Church Autonomy & Ministerial Exception (19)
News related to the autonomy of religious institutions and the principle of ministerial exception
05/05/13 ... The Catholic diocese of Columbus recently fired one of its Catholic school teachers, after word of her lesbian relationship became public when she listed it in her mother's obituary. She has filed complaints of discrimination with both the local teachers union and the city, based on an ordinance prohibiting discrimination based on sexual orientation. The diocese says that it fired her because she violated church moral teachings, not because she is gay.
05/01/13 ... Bishop Campbell stands by the decision because the teacher's relationship violates the church's moral teaching. The city's anti-discrimination ordinance does not have a religious exemption.
04/28/13 ... When a high school's teacher lesbian relationship became known (because it was listed in her mother's obituary), the Catholic high school where she worked fired her. Supporters have protested, and she filed a grievance against the school. Under an agreement, teachers can be terminated for immorality. The teacher hopes that Catholic leaders will reconsider their stance on gay relationships.

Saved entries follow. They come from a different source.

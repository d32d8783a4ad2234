// Copyright 2025 the Arbor Authors
// SPDX-License-Identifier: Apache-2.0 OR MIT

//! Vello CPU–backed implementation of the Arbor drawing surface.
//!
//! [`VelloCpuSurface`] owns a sparse-strips [`vello_cpu::RenderContext`] and
//! implements [`Surface`] on top of it, so diagrams can be rasterized without
//! a GPU. Once a frame is drawn, [`VelloCpuSurface::to_rgba8`] returns
//! straight-alpha pixels and [`VelloCpuSurface::encode_png`] wraps them in a
//! PNG.
//!
//! Text is drawn as filled glyph outlines and therefore needs a font; see
//! [`VelloCpuSurface::with_font`]. Without one, text runs are skipped.
//!
//! ```rust
//! use arbor_imaging::Surface;
//! use arbor_imaging_vello_cpu::VelloCpuSurface;
//! use peniko::color::palette;
//!
//! let mut surface = VelloCpuSurface::new(4, 4).unwrap();
//! surface.clear(Some(palette::css::WHITE));
//! let pixels = surface.to_rgba8();
//! assert_eq!(pixels.len(), 4 * 4 * 4);
//! assert_eq!(&pixels[..4], &[255, 255, 255, 255]);
//! ```

use core::fmt;

use arbor_imaging::{Layer, Shadow, StrokeStyle, Surface, TextRun};
use arbor_text::{FontMetrics, FontWeight, TextMeasurer};
use kurbo::{Affine, BezPath, Cap, Join, PathEl};
use peniko::Color;
use png::{BitDepth, ColorType, Encoder};
use vello_common::filter_effects::{EdgeMode, Filter, FilterPrimitive};
use vello_cpu::kurbo::{
    Affine as CpuAffine, BezPath as CpuBezPath, Cap as CpuCap, Join as CpuJoin, Point as CpuPoint,
    Rect as CpuRect, Stroke as CpuStroke,
};
use vello_cpu::{Pixmap, RenderContext};

/// Stroke width of the outline added to bold text, as a fraction of the font size.
const FAUX_BOLD: f64 = 1.0 / 30.0;

/// Errors produced by [`VelloCpuSurface`].
#[derive(Debug, thiserror::Error)]
pub enum SurfaceError {
    /// The requested dimensions are zero or exceed what the rasterizer accepts.
    #[error("invalid surface size {width}x{height}")]
    InvalidSize {
        /// Requested width in pixels.
        width: u32,
        /// Requested height in pixels.
        height: u32,
    },
    /// PNG encoding failed.
    #[error("failed to encode PNG: {0}")]
    Encode(#[from] png::EncodingError),
}

/// CPU raster surface.
pub struct VelloCpuSurface {
    ctx: RenderContext,
    width: u16,
    height: u16,
    font: Option<FontMetrics>,
    transform: Affine,
    /// Whether each open [`Surface::push_layer`] pushed a real layer.
    stack: Vec<bool>,
}

impl fmt::Debug for VelloCpuSurface {
    fn fmt(&self, f: &mut fmt::Formatter<'_>) -> fmt::Result {
        f.debug_struct("VelloCpuSurface")
            .field("width", &self.width)
            .field("height", &self.height)
            .field("font", &self.font)
            .field("transform", &self.transform)
            .finish_non_exhaustive()
    }
}

impl VelloCpuSurface {
    /// Create a transparent surface of `width` by `height` pixels.
    pub fn new(width: u32, height: u32) -> Result<Self, SurfaceError> {
        let invalid = SurfaceError::InvalidSize { width, height };
        let (Ok(w), Ok(h)) = (u16::try_from(width), u16::try_from(height)) else {
            return Err(invalid);
        };
        if w == 0 || h == 0 {
            return Err(invalid);
        }
        Ok(Self {
            ctx: RenderContext::new(w, h),
            width: w,
            height: h,
            font: None,
            transform: Affine::IDENTITY,
            stack: Vec::new(),
        })
    }

    /// Use `font` for every text run.
    #[must_use]
    pub fn with_font(mut self, font: FontMetrics) -> Self {
        self.font = Some(font);
        self
    }

    /// Width in pixels.
    pub fn width(&self) -> u32 {
        u32::from(self.width)
    }

    /// Height in pixels.
    pub fn height(&self) -> u32 {
        u32::from(self.height)
    }

    /// Rasterize everything drawn so far and return straight-alpha RGBA8
    /// pixels, row-major from the top-left corner.
    ///
    /// Layers still open are left out of the result.
    pub fn to_rgba8(&mut self) -> Vec<u8> {
        let mut pixmap = Pixmap::new(self.width, self.height);
        self.ctx.flush();
        self.ctx.render_to_pixmap(&mut pixmap);
        let pixels = pixmap.take_unpremultiplied();
        let mut bytes = Vec::with_capacity(pixels.len() * 4);
        for p in pixels {
            bytes.extend_from_slice(&[p.r, p.g, p.b, p.a]);
        }
        bytes
    }

    /// Rasterize and encode as an 8-bit RGBA PNG.
    pub fn encode_png(&mut self) -> Result<Vec<u8>, SurfaceError> {
        let pixels = self.to_rgba8();
        let mut out = Vec::new();
        {
            let mut encoder = Encoder::new(&mut out, self.width(), self.height());
            encoder.set_color(ColorType::Rgba);
            encoder.set_depth(BitDepth::Eight);
            let mut writer = encoder.write_header()?;
            writer.write_image_data(&pixels)?;
        }
        tracing::debug!(
            width = self.width,
            height = self.height,
            bytes = out.len(),
            "encoded PNG"
        );
        Ok(out)
    }

    fn affine_to_cpu(xf: Affine) -> CpuAffine {
        CpuAffine::new(xf.as_coeffs())
    }

    fn path_to_cpu(elements: impl IntoIterator<Item = PathEl>) -> CpuBezPath {
        let pt = |p: kurbo::Point| CpuPoint::new(p.x, p.y);
        let mut out = CpuBezPath::new();
        for el in elements {
            match el {
                PathEl::MoveTo(p) => out.move_to(pt(p)),
                PathEl::LineTo(p) => out.line_to(pt(p)),
                PathEl::QuadTo(c, p) => out.quad_to(pt(c), pt(p)),
                PathEl::CurveTo(c1, c2, p) => out.curve_to(pt(c1), pt(c2), pt(p)),
                PathEl::ClosePath => out.close_path(),
            }
        }
        out
    }

    /// Solid stroke parameters. Dashing is applied to the path beforehand.
    fn stroke_to_cpu(style: &StrokeStyle) -> CpuStroke {
        let mut stroke = CpuStroke::new(style.width);
        stroke.miter_limit = style.miter_limit;
        stroke.join = match style.join {
            Join::Bevel => CpuJoin::Bevel,
            Join::Miter => CpuJoin::Miter,
            Join::Round => CpuJoin::Round,
        };
        stroke.start_cap = match style.start_cap {
            Cap::Butt => CpuCap::Butt,
            Cap::Round => CpuCap::Round,
            Cap::Square => CpuCap::Square,
        };
        stroke.end_cap = match style.end_cap {
            Cap::Butt => CpuCap::Butt,
            Cap::Round => CpuCap::Round,
            Cap::Square => CpuCap::Square,
        };
        stroke
    }

    #[expect(clippy::cast_possible_truncation, reason = "filter parameters are f32")]
    fn shadow_to_vello(shadow: Shadow) -> Filter {
        // `vello_cpu` scales filter parameters by the layer transform, which
        // matches the user-space convention of `Shadow`.
        Filter::from_primitive(FilterPrimitive::DropShadow {
            dx: shadow.dx as f32,
            dy: shadow.dy as f32,
            std_deviation: shadow.blur as f32,
            color: shadow.color,
            edge_mode: EdgeMode::None,
        })
    }
}

impl Surface for VelloCpuSurface {
    fn clear(&mut self, color: Option<Color>) {
        self.ctx.reset();
        self.stack.clear();
        if let Some(color) = color {
            self.ctx.set_transform(CpuAffine::IDENTITY);
            self.ctx.set_paint(color);
            self.ctx.fill_rect(&CpuRect::new(
                0.0,
                0.0,
                f64::from(self.width),
                f64::from(self.height),
            ));
        }
        self.ctx.set_transform(Self::affine_to_cpu(self.transform));
    }

    fn set_transform(&mut self, transform: Affine) {
        self.transform = transform;
        self.ctx.set_transform(Self::affine_to_cpu(transform));
    }

    fn fill(&mut self, path: &BezPath, color: Color) {
        self.ctx.set_paint(color);
        self.ctx.fill_path(&Self::path_to_cpu(path.elements().iter().copied()));
    }

    fn stroke(&mut self, path: &BezPath, style: &StrokeStyle, color: Color) {
        let elements = path.elements().iter().copied();
        let path = if style.dash_pattern.is_empty() {
            Self::path_to_cpu(elements)
        } else {
            Self::path_to_cpu(kurbo::dash(elements, style.dash_offset, &style.dash_pattern))
        };
        self.ctx.set_paint(color);
        self.ctx.set_stroke(Self::stroke_to_cpu(style));
        self.ctx.stroke_path(&path);
    }

    fn push_layer(&mut self, layer: Layer) {
        let opacity = layer.opacity.filter(|o| *o < 1.0);
        let filter = layer.shadow.map(Self::shadow_to_vello);
        if opacity.is_some() || filter.is_some() {
            self.ctx.push_layer(None, None, opacity, None, filter);
            self.stack.push(true);
        } else {
            self.stack.push(false);
        }
    }

    fn pop_layer(&mut self) {
        match self.stack.pop() {
            Some(true) => self.ctx.pop_layer(),
            Some(false) => {}
            None => tracing::warn!("pop_layer with no open layer"),
        }
    }

    fn draw_text(&mut self, run: &TextRun) {
        let Some(font) = &self.font else {
            tracing::trace!(text = %run.text, "no font loaded, skipping text");
            return;
        };
        let width = font.measure(&run.text, &run.font);
        let metrics = font.line_metrics(&run.font);
        let baseline = (
            run.center.x - width / 2.0,
            run.center.y + (metrics.ascent - metrics.descent) / 2.0,
        );
        let outline = font.outline(&run.text, run.font.size);
        let glyphs = Self::path_to_cpu(outline.elements().iter().copied());

        self.ctx.set_transform(Self::affine_to_cpu(
            self.transform * Affine::translate(baseline),
        ));
        self.ctx.set_paint(run.color);
        self.ctx.fill_path(&glyphs);
        if run.font.weight == FontWeight::Bold {
            self.ctx
                .set_stroke(CpuStroke::new(run.font.size * FAUX_BOLD));
            self.ctx.stroke_path(&glyphs);
        }
        self.ctx.set_transform(Self::affine_to_cpu(self.transform));
    }
}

04/18/13 ... If the grievance based on the contract does not work, the teacher may sue under a Columbus city ordinance, and the question would become whether the diocese can have a religious exemption.

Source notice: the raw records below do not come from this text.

// Copyright 2025 the Arbor Authors
// SPDX-License-Identifier: Apache-2.0 OR MIT

//! Arbor Text: measurement and wrapping for diagram labels.
//!
//! Diagram nodes size themselves around their labels, and renderers wrap
//! those labels inside the node interior. Both need the same notion of how
//! wide a run of text is, so this crate centralizes it behind
//! [`TextMeasurer`].
//!
//! Two measurers are provided:
//! - [`EstimatedMetrics`] needs no font data. It derives advances from the
//!   Unicode display width of each character, which keeps layout stable and
//!   deterministic in tests and headless environments.
//! - [`FontMetrics`] reads real advances from a TrueType/OpenType font using
//!   Skrifa and can also produce glyph outlines as [`kurbo::BezPath`] for
//!   raster backends.
//!
//! ```rust
//! use arbor_text::{EstimatedMetrics, FontSpec, TextMeasurer, wrap_text};
//!
//! let font = FontSpec::new("Arial", 14.0);
//! let measurer = EstimatedMetrics;
//! assert!(measurer.measure("hello", &font) > 0.0);
//!
//! let lines = wrap_text("a fairly long label", 40.0, &font, &measurer);
//! assert!(lines.len() > 1);
//! ```
//!
//! No shaping is performed. Labels are laid out one character at a time,
//! which is adequate for the short strings diagrams carry.

mod estimate;
mod font;
mod wrap;

pub use estimate::EstimatedMetrics;
pub use font::{FontError, FontMetrics};
pub use wrap::wrap_text;

use serde::{Deserialize, Serialize};

/// Font weight used when measuring and drawing a label.
#[derive(Clone, Copy, Debug, Default, PartialEq, Eq, Hash, Serialize, Deserialize)]
#[serde(rename_all = "lowercase")]
pub enum FontWeight {
    /// Regular weight.
    #[default]
    Normal,
    /// Bold weight.
    Bold,
}

/// Description of the font a label is set in.
#[derive(Clone, Debug, PartialEq)]
pub struct FontSpec {
    /// Family name. Measurers that carry a single face ignore it.
    pub family: String,
    /// Font size in pixels.
    pub size: f64,
    /// Font weight.
    pub weight: FontWeight,
}

impl FontSpec {
    /// Create a normal-weight font description.
    pub fn new(family: impl Into<String>, size: f64) -> Self {
        Self {
            family: family.into(),
            size,
            weight: FontWeight::Normal,
        }
    }

    /// Return this font with the given weight.
    #[must_use]
    pub fn with_weight(mut self, weight: FontWeight) -> Self {
        self.weight = weight;
        self
    }
}

/// Vertical extent of a line of text, relative to its baseline.
#[derive(Clone, Copy, Debug, PartialEq)]
pub struct LineMetrics {
    /// Distance from the baseline to the top of the line (positive).
    pub ascent: f64,
    /// Distance from the baseline to the bottom of the line (positive).
    pub descent: f64,
}

/// Measures single-line text runs.
pub trait TextMeasurer {
    /// Advance width of `text` set in `font`, in pixels.
    fn measure(&self, text: &str, font: &FontSpec) -> f64;

    /// Ascent and descent for `font`.
    ///
    /// The default splits the font size 80/20 around the baseline.
    fn line_metrics(&self, font: &FontSpec) -> LineMetrics {
        LineMetrics {
            ascent: font.size * 0.8,
            descent: font.size * 0.2,
        }
    }
}

impl<T: TextMeasurer + ?Sized> TextMeasurer for &T {
    fn measure(&self, text: &str, font: &FontSpec) -> f64 {
        (**self).measure(text, font)
    }

    fn line_metrics(&self, font: &FontSpec) -> LineMetrics {
        (**self).line_metrics(font)
    }
}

02/17/13 ... Rev. Douglas Mills sued an agency of the United Methodist Church for firing him, claiming breach of contract. But the court dismissed the claim because it was barred by the ministerial exception, because Mill's job duties reflected a role in conveying the church's message and carrying out its mission.
02/20/12 ... An Indiana appellate court recently rejected a rabbi's claim that he had been wrongfully dismissed. The congregation claimed that it was based on outbursts of temper and other improper actions. The rabbi claimed it was because he had reported possible child sexual abuse by a teacher. Both the trial and appellate court agreed that it would probably be illegal to fire a member of the clergy for reporting child abuse, but the rabbi failed to show that was why he was fired, so the ministerial exception applied.

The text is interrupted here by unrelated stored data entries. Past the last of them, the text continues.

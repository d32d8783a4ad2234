// Copyright 2025 the Arbor Authors
// SPDX-License-Identifier: Apache-2.0 OR MIT

//! Reversible tree edits.
//!
//! Every edit, once applied, yields the edit that reverts it. The log stores
//! those inverses: undoing applies one and files its own inverse for redo.

use std::collections::VecDeque;

use arbor_tree::{Node, NodeId, NodeStyle};

/// Most edits kept for undo.
pub const HISTORY_LIMIT: usize = 50;

/// Partial update of a node's content.
///
/// Unset fields are left alone. Geometry is not part of an update; it
/// belongs to layout.
#[derive(Clone, Debug, Default, PartialEq)]
pub struct NodeUpdate {
    /// New label.
    pub label: Option<String>,
    /// New style override; `Some(None)` removes the override.
    pub style: Option<Option<NodeStyle>>,
    /// New metadata.
    pub data: Option<serde_json::Value>,
    /// New collapsed flag.
    pub collapsed: Option<bool>,
}

impl NodeUpdate {
    /// An update that changes nothing.
    pub fn new() -> Self {
        Self::default()
    }

    /// Set the label.
    #[must_use]
    pub fn label(mut self, label: impl Into<String>) -> Self {
        self.label = Some(label.into());
        self
    }

    /// Set the style override.
    #[must_use]
    pub fn style(mut self, style: NodeStyle) -> Self {
        self.style = Some(Some(style));
        self
    }

    /// Remove the style override.
    #[must_use]
    pub fn clear_style(mut self) -> Self {
        self.style = Some(None);
        self
    }

    /// Set the metadata.
    #[must_use]
    pub fn data(mut self, data: serde_json::Value) -> Self {
        self.data = Some(data);
        self
    }

    /// Set the collapsed flag.
    #[must_use]
    pub fn collapsed(mut self, collapsed: bool) -> Self {
        self.collapsed = Some(collapsed);
        self
    }

    /// Whether no field is set.
    pub fn is_empty(&self) -> bool {
        self.label.is_none()
            && self.style.is_none()
            && self.data.is_none()
            && self.collapsed.is_none()
    }

    /// Write the set fields onto `node` and return the update restoring
    /// their previous values.
    pub(crate) fn apply(self, node: &mut Node) -> Self {
        let mut previous = Self::new();
        if let Some(label) = self.label {
            previous.label = Some(core::mem::replace(&mut node.label, label));
        }
        if let Some(style) = self.style {
            previous.style = Some(core::mem::replace(&mut node.style, style));
        }
        if let Some(data) = self.data {
            previous.data = Some(core::mem::replace(&mut node.data, data));
        }
        if let Some(collapsed) = self.collapsed {
            previous.collapsed = Some(core::mem::replace(&mut node.collapsed, collapsed));
        }
        previous
    }
}

/// One structural or content change.
#[derive(Clone, Debug)]
pub(crate) enum Edit {
    /// Put `node` at `index` among `parent`'s children.
    Insert {
        parent: NodeId,
        index: usize,
        node: Node,
    },
    /// Take `id` out of `parent`'s children.
    Remove { parent: NodeId, id: NodeId },
    /// Change the content of `id`.
    Update { id: NodeId, update: NodeUpdate },
}

impl Edit {
    /// Perform the edit on `root`, returning its inverse. `None` when the
    /// nodes it addresses are gone, or an insert would duplicate an id.
    pub(crate) fn apply(self, root: &mut Node) -> Option<Self> {
        match self {
            Self::Insert {
                parent,
                index,
                node,
            } => {
                if root.contains(&node.id) {
                    return None;
                }
                let children = &mut root.find_mut(&parent)?.children;
                let index = index.min(children.len());
                let id = node.id.clone();
                children.insert(index, node);
                Some(Self::Remove { parent, id })
            }
            Self::Remove { parent, id } => {
                let children = &mut root.find_mut(&parent)?.children;
                let index = children.iter().position(|c| c.id == id)?;
                let node = children.remove(index);
                Some(Self::Insert {
                    parent,
                    index,
                    node,
                })
            }
            Self::Update { id, update } => {
                let node = root.find_mut(&id)?;
                let update = update.apply(node);
                Some(Self::Update { id, update })
            }
        }
    }
}

/// Bounded undo log with a redo stack.
#[derive(Clone, Debug, Default)]
pub(crate) struct History {
    undo: VecDeque<Edit>,
    redo: Vec<Edit>,
}

impl History {
    /// File the inverse of an edit that was just made. Clears redo.
    pub(crate) fn record(&mut self, inverse: Edit) {
        self.redo.clear();
        self.push_undo(inverse);
    }

    /// Revert the newest edit. `false` when there is none, or it no longer
    /// applies; such an edit is dropped.
    pub(crate) fn undo(&mut self, root: &mut Node) -> bool {
        let Some(edit) = self.undo.pop_back() else {
            return false;
        };
        match edit.apply(root) {
            Some(inverse) => {
                self.redo.push(inverse);
                true
            }
            None => false,
        }
    }

    /// Reapply the newest reverted edit.
    pub(crate) fn redo(&mut self, root: &mut Node) -> bool {
        let Some(edit) = self.redo.pop() else {
            return false;
        };
        match edit.apply(root) {
            Some(inverse) => {
                self.push_undo(inverse);
                true
            }
            None => false,
        }
    }

    pub(crate) fn can_undo(&self) -> bool {
        !self.undo.is_empty()
    }

    pub(crate) fn can_redo(&self) -> bool {
        !self.redo.is_empty()
    }

    pub(crate) fn clear(&mut self) {
        self.undo.clear();
        self.redo.clear();
    }

    fn push_undo(&mut self, edit: Edit) {
        if self.undo.len() == HISTORY_LIMIT {
            self.undo.pop_front();
        }
        self.undo.push_back(edit);
    }
}

#[cfg(test)]
mod tests {
    use super::*;

    fn tree() -> Node {
        Node::new("r", "Root")
            .with_child(Node::new("a", "A"))
            .with_child(Node::new("b", "B"))
    }

    fn ids(node: &Node) -> Vec<&str> {
        node.children.iter().map(|c| c.id.as_str()).collect()
    }

    #[test]
    fn remove_then_undo_restores_sibling_order() {
        let mut root = tree();
        let mut history = History::default();
        let inverse = Edit::Remove {
            parent: NodeId::new("r"),
            id: NodeId::new("a"),
        }
        .apply(&mut root)
        .unwrap();
        history.record(inverse);
        assert_eq!(ids(&root), ["b"]);

        assert!(history.undo(&mut root));
        assert_eq!(ids(&root), ["a", "b"]);
        assert!(history.redo(&mut root));
        assert_eq!(ids(&root), ["b"]);
    }

    #[test]
    fn update_inverse_restores_only_touched_fields() {
        let mut node = Node::new("n", "Old");
        node.collapsed = true;
        let back = NodeUpdate::new().label("New").apply(&mut node);
        assert_eq!(back, NodeUpdate::new().label("Old"));
        assert!(node.collapsed);
    }

    #[test]
    fn insert_refuses_duplicate_ids() {
        let mut root = tree();
        let edit = Edit::Insert {
            parent: NodeId::new("r"),
            index: 0,
            node: Node::new("b", "Again"),
        };
        assert!(edit.apply(&mut root).is_none());
        assert_eq!(root.count(), 3);
    }

    #[test]
    fn log_keeps_newest_edits() {
        let mut root = Node::new("r", "Root");
        let mut history = History::default();
        for i in 0..HISTORY_LIMIT + 5 {
            let update = NodeUpdate::new().label(format!("v{i}"));
            let inverse = Edit::Update {
                id: NodeId::new("r"),
                update,
            }
            .apply(&mut root)
            .unwrap();
            history.record(inverse);
        }
        let mut undone = 0;
        while history.undo(&mut root) {
            undone += 1;
        }
        assert_eq!(undone, HISTORY_LIMIT);
        assert_eq!(root.label, "v4");
    }

    #[test]
    fn new_edit_clears_redo() {
        let mut root = tree();
        let mut history = History::default();
        let inverse = Edit::Update {
            id: NodeId::new("a"),
            update: NodeUpdate::new().label("A2"),
        }
        .apply(&mut root)
        .unwrap();
        history.record(inverse);
        assert!(history.undo(&mut root));
        assert!(history.can_redo());
        history.record(Edit::Remove {
            parent: NodeId::new("r"),
            id: NodeId::new("zz"),
        });
        assert!(!history.can_redo());
    }
}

12/16/12 ... An Archdiocese of Louisville bookkeeper complained to her supervisors when a priest accused of child molestation was allowed to live at her parish during an investigation, and she also notified parents. She was fired from her position, then filed a wrongful termination claim. But the court found that her claims involve Archdiocese policies and procedures and so are barred by the First Amendment.
10/17/12 ... A woman filed a job discrimination lawsuit against Friendship Baptist Church as well as a claim with the EEOC when she lost her job as a preschool teacher because she did not cease living with her fiance. She was not divorced from her previous husband, and did not change her situation after the church confronted her. The ministerial exception may not have applied, but a question is whether the church could hold its employees to certain moral standards. The woman believes that she is a good Christian.